Дудинская корюшка

крупный налим

Однажды в апрельский заполярный день я предложил сыну съездить со мной на рыбалку. С собой решил взять мотобуксировщик, который мы вдвоем загрузили в багажник «девятки». Пластиковое корыто запихнули в салон. Туда же поместили ящик с рыбацкими принадлежностями.

В субботу рано утром мы уже мчались по расчищенной после очередной пурги трассе в сторону Дудинки. Проезжая мимо порта, увидели, как на льду Енисея напротив первого причала сидела большая куча народа, иногда приходившая в движение. Люди размахивали руками и суматошно перемещались. Это были рыбаки, которые бегали по лункам за стаями корюшки.

На енисейском льду

Машину мы поставили на девятом причале, выгрузили мотобуксировщик, зацепили корыто, примостили на него приспособленный для сидения ящик, оделись потеплее и по укатанной снежной дороге свернули к реке. А по льду все шли люди, они несли или везли на санках рюкзаки, ящики, пешни и ледобуры. То и дело их обгоняли снегоходы, «мотособаки» и самодельные «пневматики».

Все торопились на утренний клев корюшки. На фарватере, где по пробитому ледоколами каналу приходят в порт корабли, уже стояли палатки, сидели кучки удильщиков. Наш«снегоходик» резво проскочил рыбозавод и остановился напротив балка, прилепившегося в распадке среди невысоких бугров на правом берегу Енисея. Это был приют наших друзей.

После прохода судов по фарватеру лед восстановился за ночь. По нему уже можно было ходить, соблюдая осторожность. Здесь намного легче пробивать лунки пешней или сверлить буром, это не коренной двухметровый перемороженный лед Енисея. Мы подготовили место для лова на небольшом повороте судоходного канала. Для защиты от ветра соорудили стенку из снежных кирпичей.

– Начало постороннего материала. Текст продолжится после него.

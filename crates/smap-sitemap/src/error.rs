//! Error types for sitemap generation.

use std::path::PathBuf;

use smap_content::ContentError;

/// Error while generating one site's sitemap.
///
/// Any of these aborts the affected site only; [`run`](crate::run) records it
/// and moves on to the next site.
#[derive(Debug, thiserror::Error)]
pub enum GenerateError {
    /// The site's root node does not exist in the content tree.
    #[error("root node {root_id} of site {domain} not found")]
    RootNotFound {
        /// Configured root node id.
        root_id: u64,
        /// Site domain.
        domain: String,
        /// Lookup error from the content tree.
        #[source]
        source: ContentError,
    },

    /// Content tree lookup failed during traversal.
    #[error("content tree error: {0}")]
    Content(#[from] ContentError),

    /// Sitemap could not be written.
    #[error("{0}")]
    Publish(#[from] PublishError),
}

/// Error converting a sitemap to or from XML.
#[derive(Debug, thiserror::Error)]
#[non_exhaustive]
pub enum XmlError {
    /// Writing to the output buffer failed.
    #[error("XML write error: {0}")]
    Write(#[from] std::io::Error),

    /// XML parsing error.
    #[error("XML parse error: {0}")]
    Parse(#[from] quick_xml::Error),

    /// Encoding error during XML parsing.
    #[error("encoding error: {0}")]
    Encoding(#[from] quick_xml::encoding::EncodingError),

    /// Well-formed XML that is not a valid sitemap.
    #[error("malformed sitemap: {0}")]
    Malformed(String),
}

/// Error writing a sitemap file.
#[derive(Debug, thiserror::Error)]
pub enum PublishError {
    /// Domain cannot be used as a file name.
    #[error("invalid domain for sitemap file: {0:?}")]
    InvalidDomain(String),

    /// Document could not be rendered.
    #[error("failed to render sitemap: {0}")]
    Render(#[from] XmlError),

    /// Filesystem operation failed.
    #[error("failed to write {}: {source}", path.display())]
    Io {
        /// Target sitemap file.
        path: PathBuf,
        /// Underlying I/O error.
        #[source]
        source: std::io::Error,
    },
}

#[cfg(test)]
mod tests {
    use smap_content::ContentErrorKind;

    use super::*;

    #[test]
    fn test_root_not_found_display() {
        let err = GenerateError::RootNotFound {
            root_id: 5,
            domain: "shop.example.com".to_owned(),
            source: ContentError::node_not_found(5),
        };

        assert_eq!(err.to_string(), "root node 5 of site shop.example.com not found");
        assert!(std::error::Error::source(&err).is_some());
    }

    #[test]
    fn test_publish_io_display() {
        let err = PublishError::Io {
            path: PathBuf::from("/srv/sitemaps/example.com.xml"),
            source: std::io::Error::new(std::io::ErrorKind::PermissionDenied, "denied"),
        };

        assert_eq!(
            err.to_string(),
            "failed to write /srv/sitemaps/example.com.xml: denied"
        );
    }

    #[test]
    fn test_content_error_converts() {
        let err: GenerateError = ContentError::new(ContentErrorKind::Unavailable).into();
        assert!(matches!(err, GenerateError::Content(_)));
    }
}
/// CLI settings that override configuration file values.
///
/// All fields are optional. Only non-None values override the loaded config.
#[derive(Debug, Default)]
pub struct CliSettings {
    /// Override server host.
    pub host: Option<String>,
    /// Override server port.
    pub port: Option<u16>,
    /// Override sitemap output directory.
    pub sitemap_dir: Option<PathBuf>,
    /// Override content tree export file.
    pub tree_file: Option<PathBuf>,
    /// Override deployment environment.
    pub environment: Option<String>,
}

/// Configuration filename to search for.
const CONFIG_FILENAME: &str = "smap.toml";

/// Environment name that enables search-engine notification.
const PRODUCTION: &str = "production";

/// Default search-engine ping endpoint.
const DEFAULT_PING_ENDPOINT: &str = "https://www.google.com/ping";

/// URL scheme a site is published under.
#[derive(Debug, Clone, Copy, PartialEq, Eq, Default, Deserialize)]
#[serde(rename_all = "lowercase")]
pub enum Protocol {
    /// Plain `http://`.
    Http,
    /// `https://` (default).
    #[default]
    Https,
}

impl Protocol {
    /// Scheme name without the `://` separator.
    #[must_use]
    pub fn as_str(self) -> &'static str {
        match self {
            Self::Http => "http",
            Self::Https => "https",
        }
    }
}

impl fmt::Display for Protocol {
    fn fmt(&self, f: &mut fmt::Formatter<'_>) -> fmt::Result {
        f.write_str(self.as_str())
    }
}

/// A site whose sitemap is generated independently.
///
/// The node identified by `root_id` is the top of the site's subtree. Nodes
/// below it have `root_path` stripped from their full path before being
/// published under `protocol://domain`.
#[derive(Debug, Clone, PartialEq, Eq)]
pub struct SiteConfig {
    /// Content node at the top of the site.
    pub root_id: u64,
    /// Internal path prefix removed from published URLs (may be empty).
    pub root_path: String,
    /// Public URL scheme.
    pub protocol: Protocol,
    /// Public host name, also used as the sitemap file stem.
    pub domain: String,
}

impl SiteConfig {
    /// Public base URL, e.g. `https://example.com`.
    #[must_use]
    pub fn base_url(&self) -> String {
        format!("{}://{}", self.protocol, self.domain)
    }
}

/// Application configuration.
#[derive(Debug, Deserialize)]
#[serde(default)]
pub struct Config {
    /// General settings for the default site and deployment.
    pub general: GeneralConfig,
    /// Additional sites rooted somewhere inside the content tree.
    sites: Vec<SiteEntryRaw>,
    /// Output configuration (paths are relative strings from TOML).
    output: OutputConfigRaw,
    /// Content tree configuration (paths are relative strings from TOML).
    content: ContentConfigRaw,
    /// Search-engine notification configuration.
    pub notify: NotifyConfig,
    /// Server configuration.
    pub server: ServerConfig,

    /// Resolved output configuration (set after loading).
    #[serde(skip)]
    pub output_resolved: OutputConfig,
    /// Resolved content configuration (set after loading).
    #[serde(skip)]
    pub content_resolved: ContentConfig,
    /// Path to the config file (set after loading).
    #[serde(skip)]
    pub config_path: Option<PathBuf>,
}

impl Default for Config {
    fn default() -> Self {
        Self::default_with_base(Path::new("."))
    }
}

Начиная от ледовой переправы, что пересекала Енисей в районе дамбы Кизима, которая защищала речной порт от весеннего паводка, и далее до рыбозавода растянулась на льду реки живая лента охотников за двухсотграммовой серебристой корюшкой, пахнущей весенней свежестью.

Снасть простая, как огурец: это короткая зимняя удочка с ярким сторожком на конце и катушкой с парой десятков метров лески. К ней привязывают всевозможные мормышки — от новейшей флуоресцентной до обычного отрезка медной проволоки с припаянным на конце крючком. Насадкой служат мясо оленя, зайца, куропатки, говядина.

Пока мы сидели и ждали подхода рыбы, наш «сосед» Петрович рассказывал, как лет двадцать назад, когда он с семьей еще жил в Норильске, а автомобильной дороги в Дудинку не было, народ штурмом брал ночную пятничную электричку. Девять ее вагонов забивались полностью, люди висели на подножках.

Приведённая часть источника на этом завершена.